We took it home, and I set about connecting it all up once more. I had some brainwaves that resulted in an emergency dash for another s-video cable. It all seemed to work ... except that now we couldn't watch any videotapes (DVDs just fine.) Another component cable was plugged in. Does everyone else have a cable stash as well as a yarn stash?
Finally, everything was hunky dory, it all works. Most of the time. Sometimes the set top box decides to get stuck, so it has to be re-booted.
But Sunday night came a crisis. Searching for something to watch I plumped for Quark. Quark is one of my very favourite ancient TV series, and Julie can attest to that. She finally found me (on ebay) tapes of all the episodes.
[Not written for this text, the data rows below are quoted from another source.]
use indexmap::IndexMap;
use serde::{Deserialize, Serialize};
use serde_json::Value;

use super::payload::{RequestBodyOrRef, ResponseOrRef};
use super::security::SecurityRequirement;
use crate::schema::{Schema, SchemaOrRef};

/// Parameter location, including the Swagger 2.0 `formData` and `body`
/// pseudo-locations that route into the request body.
#[derive(Debug, Clone, Copy, PartialEq, Eq, Serialize, Deserialize)]
#[serde(rename_all = "camelCase")]
pub enum ParamIn {
    Path,
    Query,
    Header,
    Cookie,
    FormData,
    Body,
}

/// An operation parameter. OpenAPI 3.x carries a nested `schema`; Swagger
/// 2.0 puts the schema keywords directly on the parameter, captured here by
/// the flattened `inline` node.
#[derive(Debug, Clone, PartialEq, Serialize, Deserialize)]
pub struct Parameter {
    pub name: String,

    #[serde(rename = "in")]
    pub location: ParamIn,

    #[serde(skip_serializing_if = "Option::is_none")]
    pub description: Option<String>,

    #[serde(default)]
    pub required: bool,

    #[serde(skip_serializing_if = "Option::is_none")]
    pub deprecated: Option<bool>,

    #[serde(skip_serializing_if = "Option::is_none")]
    pub schema: Option<SchemaOrRef>,

    #[serde(skip_serializing_if = "Option::is_none")]
    pub example: Option<Value>,

    #[serde(flatten)]
    pub inline: Schema,
}

/// A reference or inline parameter.
#[derive(Debug, Clone, PartialEq, Serialize, Deserialize)]
#[serde(untagged)]
pub enum ParameterOrRef {
    Ref {
        #[serde(rename = "$ref")]
        ref_path: String,
    },
    Parameter(Box<Parameter>),
}

/// An API operation.
#[derive(Debug, Clone, PartialEq, Default, Serialize, Deserialize)]
pub struct Operation {
    #[serde(rename = "operationId", skip_serializing_if = "Option::is_none")]
    pub operation_id: Option<String>,

    #[serde(skip_serializing_if = "Option::is_none")]
    pub summary: Option<String>,

    #[serde(skip_serializing_if = "Option::is_none")]
    pub description: Option<String>,

    #[serde(default, skip_serializing_if = "Vec::is_empty")]
    pub tags: Vec<String>,

    #[serde(default, skip_serializing_if = "Vec::is_empty")]
    pub parameters: Vec<ParameterOrRef>,

    #[serde(rename = "requestBody", skip_serializing_if = "Option::is_none")]
    pub request_body: Option<RequestBodyOrRef>,

    #[serde(default, skip_serializing_if = "IndexMap::is_empty")]
    pub responses: IndexMap<String, ResponseOrRef>,

    #[serde(skip_serializing_if = "Option::is_none")]
    pub deprecated: Option<bool>,

    #[serde(skip_serializing_if = "Option::is_none")]
    pub security: Option<Vec<SecurityRequirement>>,

    // Swagger 2.0 content negotiation
    #[serde(default, skip_serializing_if = "Vec::is_empty")]
    pub consumes: Vec<String>,

    #[serde(default, skip_serializing_if = "Vec::is_empty")]
    pub produces: Vec<String>,
}

/// A path item: operations keyed by HTTP method plus shared parameters.
///
/// Method slots are kept as raw values and deserialized one operation at a
/// time, so a malformed operation fails alone instead of taking the whole
/// document down with it.
#[derive(Debug, Clone, PartialEq, Default, Serialize, Deserialize)]
pub struct PathItem {
    #[serde(skip_serializing_if = "Option::is_none")]
    pub summary: Option<String>,

    #[serde(skip_serializing_if = "Option::is_none")]
    pub description: Option<String>,

    #[serde(default, skip_serializing_if = "Vec::is_empty")]
    pub parameters: Vec<ParameterOrRef>,

    #[serde(skip_serializing_if = "Option::is_none")]
    pub get: Option<Value>,
    #[serde(skip_serializing_if = "Option::is_none")]
    pub post: Option<Value>,
    #[serde(skip_serializing_if = "Option::is_none")]
    pub put: Option<Value>,
    #[serde(skip_serializing_if = "Option::is_none")]
    pub delete: Option<Value>,
    #[serde(skip_serializing_if = "Option::is_none")]
    pub patch: Option<Value>,
    #[serde(skip_serializing_if = "Option::is_none")]
    pub options: Option<Value>,
    #[serde(skip_serializing_if = "Option::is_none")]
    pub head: Option<Value>,
    #[serde(skip_serializing_if = "Option::is_none")]
    pub trace: Option<Value>,
}

impl PathItem {
    /// Present operations in canonical method order.
    pub fn operations(&self) -> impl Iterator<Item = (crate::model::Method, &Value)> {
        use crate::model::Method;
        [
            (Method::Get, self.get.as_ref()),
            (Method::Post, self.post.as_ref()),
            (Method::Put, self.put.as_ref()),
            (Method::Delete, self.delete.as_ref()),
            (Method::Patch, self.patch.as_ref()),
            (Method::Options, self.options.as_ref()),
            (Method::Head, self.head.as_ref()),
            (Method::Trace, self.trace.as_ref()),
        ]
        .into_iter()
        .filter_map(|(method, op)| op.map(|op| (method, op)))
    }
}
I shoved one in, the picture appeared, but NO SOUND! Oh my god! What have I done now?? Too shocked (and too late at night) to try any cable wiggling, I substituted a cooking program on DVD. That was fine.
A day later, feeling stronger, I put Quark back in. Same thing. Tried another video... sound was just fine. Oh NO! It must be my Quark tapes! An emergency read of the manual led me to try manual tracking. Found the buttons, pressed them, and lo and behold everything was fine. The picture improved, the sound was heard. PHEW! Quark defeated Zorgon the Malevolent, Ficus the Vegeton was delivered from the clutches of Zorgon's daughter Libido, and the rest of the team went back to being galactic garbage collectors.
Now by coincidence, on Thursday and Friday last week I attended a two-day seminar on (wait for it) preservation metadata in building trusted digital repositories. Fascinating. But this close call means I now know that preservation of my Quark episodes is extremely important and that I must quickly transfer those precious tapes to a digital format and entrust them to some trusted repository out there somewhere.
I had exactly the same problem!! I thought I had somehow broken my friend's DVD player when there was no sound. My flatmate was trying to watch Triumph of the Will and there was no sound!! My brother-in-law came over, switched the VCR on and alas sound!! Apparently, (sing to the tune of the the knee bone is connected to the "something bone") the DVD player was connected to the VCR which was connected to the TV!!
ReplyDeleteThat could have been disasterous! You've got was are probably the owner of the last known recordings of those Quark episodes. Preserve them now!